Ad un certo punto, si trova una bella descrizione del 25 Aprile: “quel sospirato 25 aprile…in quei
giorni sì che s’era fatto qualcosa. Se anche i mezzadri e i miserabili del paese non andavano loro
per il mondo, nell’anno della guerra era venuto il mondo a svegliarli. C’era stata gente da tutte le
parti, meridionali, toscani, cittadini, studenti, sfollati operai…Si capisce che in tutto quel
quarantotto s’era fatto anche del male, s’era rubato e ammazzato senza motivo, ma mica tanti:
sempre meno -disse Nuto- della gente che i prepotenti di prima hanno messo loro su una strada e
fatto crepare…
Qualche considerazione sulla Resistenza: “un prete che suona ancora le campane lo deve ai
partigiani che gliele hanno salvate…i partigiani sono morti come mosche per salvare il paese…i
partigiani sono stati dappertutto…Gli hanno dato la caccia come alle bestie. Ne sono morti
dappertutto…(Nuto): Si è fatto tutti qualcosa. Troppo poco …ma c’era il pericolo che una spia
mandasse a bruciarti la casa…”
Sulla vicenda di Santina (una delle tre figlie della famiglia ricca presso cui Anguilla aveva lavorato
in gioventù) si chiude il romanzo.
Vicenda tragica di una donna che scelse di scappare a Canelli e di impiegarsi nella Casa del fascio.
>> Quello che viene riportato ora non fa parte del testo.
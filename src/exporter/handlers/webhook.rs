use crate::exporter::WebhookSettings;
use crate::metrics::MetricStore;
use anyhow::Result;
use axum::{
    Json,
    body::Bytes,
    extract::Extension,
    http::StatusCode,
    response::{IntoResponse, Response},
};
use prometheus::CounterVec;
use secrecy::{ExposeSecret, SecretString};
use serde::{Deserialize, Serialize};
use tracing::{info, warn};

#[derive(Clone)]
pub struct WebhookState {
    enabled: bool,
    require_secret: bool,
    secret: Option<SecretString>,
    max_body_bytes: usize,
    events: CounterVec,
}

impl WebhookState {
    pub fn new(settings: &WebhookSettings, store: &MetricStore) -> Result<Self> {
        let events = store.counter_vec(
            "dash_exporter_webhook_events_total",
            "Webhook events received by alert type",
            &["alert_type"],
        )?;

        Ok(Self {
            enabled: settings.enabled,
            require_secret: settings.require_secret,
            secret: settings.secret.clone(),
            max_body_bytes: settings.max_body_bytes,
            events,
        })
    }
}

/// The vendor posts a JSON envelope; only the fields we act on are decoded.
#[derive(Debug, Deserialize)]
#[serde(rename_all = "camelCase")]
struct WebhookPayload {
    #[serde(default)]
    shared_secret: Option<String>,
    #[serde(default)]
    alert_type: Option<String>,
    #[serde(default)]
    organization_id: Option<String>,
    #[serde(default)]
    network_id: Option<String>,
}

#[derive(Serialize)]
struct WebhookReply {
    status: &'static str,
    #[serde(skip_serializing_if = "Option::is_none")]
    error: Option<String>,
}

fn reject(status: StatusCode, message: &str) -> Response {
    (
        status,
        Json(WebhookReply {
            status: "error",
            error: Some(message.to_string()),
        }),
    )
        .into_response()
}

/// Inbound alert receiver.
///
/// 404 when the feature is off, 400 for oversized or malformed bodies, 401
/// for a missing/invalid shared secret, 200 with a status body otherwise.
pub async fn webhook(Extension(state): Extension<WebhookState>, body: Bytes) -> Response {
    if !state.enabled {
        return reject(StatusCode::NOT_FOUND, "webhook receiver is disabled");
    }

    if body.len() > state.max_body_bytes {
        warn!(bytes = body.len(), "webhook payload too large");
        return reject(StatusCode::BAD_REQUEST, "payload too large");
    }

    let payload: WebhookPayload = match serde_json::from_slice(&body) {
        Ok(payload) => payload,
        Err(err) => {
            warn!(error = %err, "malformed webhook payload");
            return reject(StatusCode::BAD_REQUEST, "malformed payload");
        }
    };

    if state.require_secret {
        let expected = state
            .secret
            .as_ref()
            .map(|s| s.expose_secret().to_string())
            .unwrap_or_default();
        let presented = payload.shared_secret.as_deref().unwrap_or_default();

        if expected.is_empty() || presented != expected {
            warn!("webhook rejected: invalid or missing shared secret");
            return reject(StatusCode::UNAUTHORIZED, "invalid or missing shared secret");
        }
    }

    let alert_type = payload.alert_type.as_deref().unwrap_or("unknown");
    state.events.with_label_values(&[alert_type]).inc();

    info!(
        alert_type,
        organization = payload.organization_id.as_deref().unwrap_or("-"),
        network = payload.network_id.as_deref().unwrap_or("-"),
        "webhook event received"
    );

    (
        StatusCode::OK,
        Json(WebhookReply {
            status: "ok",
            error: None,
        }),
    )
        .into_response()
}

#[cfg(test)]
mod tests {
    use super::*;

    fn state(settings: WebhookSettings) -> WebhookState {
        let store = MetricStore::new();
        WebhookState::new(&settings, &store).unwrap()
    }

    fn enabled_with_secret() -> WebhookState {
        state(WebhookSettings {
            enabled: true,
            require_secret: true,
            secret: Some(SecretString::from("s3cret")),
            max_body_bytes: 1024,
        })
    }

    #[tokio::test]
    async fn test_disabled_returns_404() {
        let state = state(WebhookSettings::default());
        let response = webhook(Extension(state), Bytes::from_static(b"{}")).await;
        assert_eq!(response.status(), StatusCode::NOT_FOUND);
    }

    #[tokio::test]
    async fn test_wrong_secret_returns_401() {
        let state = enabled_with_secret();
        let body = Bytes::from_static(br#"{"sharedSecret":"nope","alertType":"x"}"#);
        let response = webhook(Extension(state), body).await;
        assert_eq!(response.status(), StatusCode::UNAUTHORIZED);
    }

    #[tokio::test]
    async fn test_missing_secret_returns_401() {
        let state = enabled_with_secret();
        let response = webhook(Extension(state), Bytes::from_static(b"{}")).await;
        assert_eq!(response.status(), StatusCode::UNAUTHORIZED);
    }

    #[tokio::test]
    async fn test_correct_secret_returns_200_and_counts_event() {
        let state = enabled_with_secret();
        let events = state.events.clone();

        let body =
            Bytes::from_static(br#"{"sharedSecret":"s3cret","alertType":"uplink status changed"}"#);
        let response = webhook(Extension(state), body).await;

        assert_eq!(response.status(), StatusCode::OK);
        assert_eq!(
            events
                .with_label_values(&["uplink status changed"])
                .get(),
            1.0
        );
    }

    #[tokio::test]
    async fn test_malformed_body_returns_400() {
        let state = enabled_with_secret();
        let response = webhook(Extension(state), Bytes::from_static(b"not json")).await;
        assert_eq!(response.status(), StatusCode::BAD_REQUEST);
    }

    #[tokio::test]
    async fn test_oversized_body_returns_400() {
        let state = state(WebhookSettings {
            enabled: true,
            require_secret: false,
            secret: None,
            max_body_bytes: 8,
        });
        let body = Bytes::from_static(br#"{"alertType":"settings changed"}"#);
        let response = webhook(Extension(state), body).await;
        assert_eq!(response.status(), StatusCode::BAD_REQUEST);
    }

    #[tokio::test]
    async fn test_secret_not_required_accepts_unsigned_payloads() {
        let state = state(WebhookSettings {
            enabled: true,
            require_secret: false,
            secret: None,
            max_body_bytes: 1024,
        });
        let response = webhook(
            Extension(state),
            Bytes::from_static(br#"{"alertType":"sensor alert"}"#),
        )
        .await;
        assert_eq!(response.status(), StatusCode::OK);
    }
}
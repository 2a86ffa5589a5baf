use clap::{
    Arg, ArgAction, ColorChoice, Command,
    builder::styling::{AnsiColor, Effects, Styles},
};

mod collectors;

pub mod built_info {
    include!(concat!(env!("OUT_DIR"), "/built.rs"));
}

pub fn new() -> Command {
    let styles = Styles::styled()
        .header(AnsiColor::Yellow.on_default() | Effects::BOLD)
        .usage(AnsiColor::Green.on_default() | Effects::BOLD)
        .literal(AnsiColor::Blue.on_default() | Effects::BOLD)
        .placeholder(AnsiColor::Green.on_default());

    let cmd = Command::new("dash_exporter")
        .about("Cloud-managed network dashboard metric exporter for Prometheus")
        .version(env!("CARGO_PKG_VERSION"))
        .long_version(built_info::GIT_COMMIT_HASH.unwrap_or(env!("CARGO_PKG_VERSION")))
        .color(ColorChoice::Auto)
        .styles(styles)
        .arg(
            Arg::new("port")
                .short('p')
                .long("port")
                .help("Port to listen on")
                .default_value("9823")
                .env("DASH_EXPORTER_PORT")
                .value_parser(clap::value_parser!(u16)),
        )
        .arg(
            Arg::new("listen")
                .long("listen")
                .help("IP address to bind (defaults to IPv6 any, falling back to IPv4 any)")
                .env("DASH_EXPORTER_LISTEN")
                .value_name("IP"),
        )
        .arg(
            Arg::new("api-url")
                .long("api-url")
                .help("Base URL of the dashboard API")
                .default_value("https://api.dashboard.example.com/api/v1")
                .env("DASH_EXPORTER_API_URL")
                .value_name("URL"),
        )
        .arg(
            Arg::new("api-key")
                .long("api-key")
                .help("Dashboard API key")
                .env("DASH_EXPORTER_API_KEY")
                .required(true)
                .value_name("KEY"),
        )
        .arg(
            Arg::new("api-timeout")
                .long("api-timeout")
                .help("Per-request timeout against the dashboard API, in seconds")
                .default_value("50")
                .env("DASH_EXPORTER_API_TIMEOUT")
                .value_parser(clap::value_parser!(u64)),
        )
        .arg(
            Arg::new("organizations")
                .long("organizations")
                .help("Comma-separated organization ids to collect (default: all visible)")
                .env("DASH_EXPORTER_ORGANIZATIONS")
                .value_name("O1,O2,...")
                .value_delimiter(',')
                .action(ArgAction::Append),
        )
        .arg(
            Arg::new("interval-fast")
                .long("interval-fast")
                .help("Fast tier interval in seconds (statuses, uplinks)")
                .default_value("60")
                .env("DASH_EXPORTER_INTERVAL_FAST")
                .value_parser(clap::value_parser!(u64)),
        )
        .arg(
            Arg::new("interval-medium")
                .long("interval-medium")
                .help("Medium tier interval in seconds (inventory, clients)")
                .default_value("300")
                .env("DASH_EXPORTER_INTERVAL_MEDIUM")
                .value_parser(clap::value_parser!(u64)),
        )
        .arg(
            Arg::new("interval-slow")
                .long("interval-slow")
                .help("Slow tier interval in seconds (licensing)")
                .default_value("900")
                .env("DASH_EXPORTER_INTERVAL_SLOW")
                .value_parser(clap::value_parser!(u64)),
        )
        .arg(
            Arg::new("collector-timeout")
                .long("collector-timeout")
                .help("Soft ceiling for one collection pass, in seconds")
                .default_value("120")
                .env("DASH_EXPORTER_COLLECTOR_TIMEOUT")
                .value_parser(clap::value_parser!(u64)),
        )
        .arg(
            Arg::new("max-concurrent-requests")
                .long("max-concurrent-requests")
                .help("Ceiling on concurrent dashboard API requests across all collectors (0 disables)")
                .default_value("5")
                .env("DASH_EXPORTER_MAX_CONCURRENT_REQUESTS")
                .value_parser(clap::value_parser!(usize)),
        )
        .arg(
            Arg::new("client-ttl")
                .long("client-ttl")
                .help("Seconds before an unrefreshed network is evicted from the client store")
                .default_value("3600")
                .env("DASH_EXPORTER_CLIENT_TTL")
                .value_parser(clap::value_parser!(u64)),
        )
        .arg(
            Arg::new("discovery-ttl")
                .long("discovery-ttl")
                .help("Seconds before an unrefreshed network is evicted from the device directory")
                .default_value("3600")
                .env("DASH_EXPORTER_DISCOVERY_TTL")
                .value_parser(clap::value_parser!(u64)),
        )
        .arg(
            Arg::new("webhook-enabled")
                .long("webhook-enabled")
                .help("Accept inbound webhook events on POST /webhook")
                .env("DASH_EXPORTER_WEBHOOK_ENABLED")
                .action(ArgAction::SetTrue),
        )
        .arg(
            Arg::new("webhook-secret")
                .long("webhook-secret")
                .help("Shared secret expected in webhook payloads")
                .env("DASH_EXPORTER_WEBHOOK_SECRET")
                .value_name("SECRET"),
        )
        .arg(
            Arg::new("webhook-require-secret")
                .long("webhook-require-secret")
                .help("Reject webhook payloads without a valid shared secret")
                .default_value("true")
                .env("DASH_EXPORTER_WEBHOOK_REQUIRE_SECRET")
                .value_parser(clap::value_parser!(bool)),
        )
        .arg(
            Arg::new("webhook-max-body-bytes")
                .long("webhook-max-body-bytes")
                .help("Largest accepted webhook payload, in bytes")
                .default_value("65536")
                .env("DASH_EXPORTER_WEBHOOK_MAX_BODY_BYTES")
                .value_parser(clap::value_parser!(usize)),
        )
        .arg(
            Arg::new("trace-sample-rate")
                .long("trace-sample-rate")
                .help("Ratio of locally-rooted traces to sample (0.0 - 1.0)")
                .default_value("1.0")
                .env("DASH_EXPORTER_TRACE_SAMPLE_RATE")
                .value_parser(clap::value_parser!(f64)),
        )
        .arg(
            Arg::new("verbose")
                .short('v')
                .long("verbose")
                .help("Increase verbosity, -vv for debug")
                .action(ArgAction::Count),
        );

    collectors::add_collectors_args(cmd)
}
Poi, con l’estate del ’43 la bella vita era finita anche per Santa. Dicevano che era scappata col suo
capomanipolo a Alessandria. …cominciata la repubblica…un bel giorno Nuto sentì dire che Santa
era tornata a Canelli, che aveva ripreso l’impiego alla Casa del fascio, si ubriacava e andava a
letto con le brigate nere.
Un giorno Santa aveva incontrato Nuto e gli aveva confessato di volersi unire alla causa partigiana.
Poi l’avevano scoperta fare la spia, aveva diretto rastrellamenti, segnalato depositi alla Casa del
fascio. I partigiani la presero e la fucilarono. Ne bruciarono il corpo. Di quel rogo rimane ancora il
segno sulle colline, come uno di quei falò che si facevano nelle sere d’estate.